Thursday, March 14, 2013

Lists....banking edition

In 1918 the Audit Company of New York, United States Mortgage and Trust Company published the book titled "Trust Companies of the United States". While this might sound dull and boring it does list a single company in Smyrna that year. In 1920 the US census had our population listed as just 463, so having a trust company seems a pretty good thing.

This trust company was the Smyrna Bank & Trust co.. On page 508 of the book it lists all the public information and the list is interesting in my view, but lists like this normally are to me.

In the book I noticed that our neighbor, LaVergne, had no trust companies listed, but their size back then was minuscule, so it was not surprising.

The numbers might seem horribly small, but with inflation and such the website Measuring Worth finds that $39,209 the amount of assets the bank carried translated using different means a more meaningful number.

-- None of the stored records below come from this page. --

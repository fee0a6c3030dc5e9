//! AppendRequest handling for replica roles.

use crate::core::RaftCore;
use crate::core::Role;
use crate::core::UpdateCurrentLeader;
use crate::entry::Entry;
use crate::entry::EntryPayload;
use crate::error::RaftResult;
use crate::network::RaftNetwork;
use crate::raft::AppendRequest;
use crate::raft::AppendResponse;
use crate::state_machine::StateMachine;
use crate::MessageSummary;
use crate::Update;

impl<N: RaftNetwork, M: StateMachine> RaftCore<N, M> {
    /// Handle an AppendRequest from the cluster leader.
    ///
    /// A stale term is rejected outright. Otherwise the election timer is re-armed, the
    /// leader claim is recorded, the §5.3 consistency check runs against `prev_log_index`,
    /// any conflicting suffix is truncated, the new entries are appended and flushed, and
    /// the commit index follows the leader's.
    #[tracing::instrument(level = "debug", skip(self, req), fields(req = %req.summary()))]
    pub(super) async fn handle_append_request(&mut self, req: AppendRequest) -> RaftResult<AppendResponse> {
        if req.term < self.current_term {
            tracing::debug!({ req.term, self.current_term }, "AppendRequest from stale term");
            return Ok(AppendResponse {
                term: self.current_term,
                succeeded: false,
                log_index: self.last_log_id.index,
            });
        }

        self.update_next_election_timeout(true);

        let mut report_metrics = false;
        if req.term > self.current_term {
            self.update_current_term(req.term, None);
            self.save_hard_state().await?;
            report_metrics = true;
        }
        if self.current_leader != Some(req.leader) {
            self.update_current_leader(UpdateCurrentLeader::OtherNode(req.leader));
            report_metrics = true;
        }
        // A candidate or leader hearing from a live same-term leader stands down.
        if matches!(self.target_role, Role::Candidate | Role::Leader) {
            self.set_target_role(Role::Follower);
            report_metrics = true;
        }

        // Consistency check (§5.3): the entry preceding the batch must match the leader's
        // view, otherwise hint where replication should resume.
        if req.prev_log_index > 0 {
            match self.log.term_at(req.prev_log_index).await {
                Some(term) if term == req.prev_log_term => {}
                local => {
                    let hint = std::cmp::min(self.last_log_id.index, req.prev_log_index);
                    tracing::debug!(
                        prev_log_index = req.prev_log_index,
                        prev_log_term = req.prev_log_term,
                        ?local,
                        hint,
                        "log consistency check failed"
                    );
                    if report_metrics {
                        self.report_metrics(Update::Ignore);
                    }
                    return Ok(AppendResponse {
                        term: self.current_term,
                        succeeded: false,
                        log_index: hint,
                    });
                }
            }
        }

        self.append_log_entries(&req.entries).await?;

        let new_commit = std::cmp::min(req.commit_index, self.last_log_id.index);
        self.update_commit_index(new_commit).await?;

        self.report_metrics(Update::Ignore);
        Ok(AppendResponse {
            term: self.current_term,
            succeeded: true,
            log_index: self.last_log_id.index,
        })
    }

    /// Fold a batch of replicated entries into the local log.
    ///
    /// Entries already present with the same term are skipped (idempotent replays); the
    /// first entry disagreeing on term truncates the local suffix from that point.
    async fn append_log_entries(&mut self, entries: &[Entry]) -> RaftResult<()> {
        let first_index = self.log.first_index().await;
        let mut offset = entries.len();
        for (i, entry) in entries.iter().enumerate() {
            match self.log.term_at(entry.index).await {
                Some(term) if term == entry.term => continue,
                Some(conflict) => {
                    tracing::debug!(
                        index = entry.index,
                        local_term = conflict,
                        leader_term = entry.term,
                        "truncating conflicting suffix"
                    );
                    self.log
                        .truncate(entry.index - 1)
                        .await
                        .map_err(|err| self.map_fatal_storage_error(err.into()))?;
                    self.last_log_id = self.log.last_log_id().await;
                    offset = i;
                    break;
                }
                // Entries behind the compaction boundary are already covered by the
                // snapshot and immutable.
                None if entry.index < first_index => continue,
                None => {
                    offset = i;
                    break;
                }
            }
        }

        if offset >= entries.len() {
            return Ok(());
        }

        for entry in &entries[offset..] {
            self.log.append(entry).await.map_err(|err| self.map_fatal_storage_error(err.into()))?;
            self.last_log_id = entry.log_id();
            // Configuration entries take effect as soon as they are appended, not at
            // commit (§6).
            if matches!(entry.payload, EntryPayload::Configuration { .. }) {
                self.install_log_configuration(entry);
            }
        }
        self.log.flush().await.map_err(|err| self.map_fatal_storage_error(err.into()))?;
        Ok(())
    }
}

Current data is only available till 2011. In 2011, the relative worth of $39,209.00 from 1918 is: 
$586,000.00 using the Consumer Price Index
$404,000.00 using the GDP deflator
$1,170,000.00 using the value of consumer bundle
$1,900,000.00 using the unskilled wage
$2,940,000.00 using the Production Worker Compensation
$2,610,000.00 using the nominal GDP per capita
$7,800,000.00 using the relative share of GDP

I figure a good midway point for these figures will give you an idea of the value held by this bank in Smyrna in 1918.

This bank was not the only one is Smyrna, but the only one listed in the book. In 1908 the Bank of Smyrna (later People's Bank of Smyrna) was founded. It was destroyed in the great Smyrna fire of 1913. Not sure if reopened for business or closed, because back then the idea of FDIC insurance was way in the future.

The last bit of interesting information hearkens back to the phone book of 1930, just 12 years later. Not a single person in Smyrna with the same last names of these bank officials have a phone listed. I find that very odd as people of worth normally would want to stay in contact, yet not one is listed as having a phone.

So this is this weeks edition of lists. A list of all of the assets and values of one bank in Smyrna in 1912...Not horribly exciting, but interesting. The next edition of 'lists' involve hometown pride during the Civil War.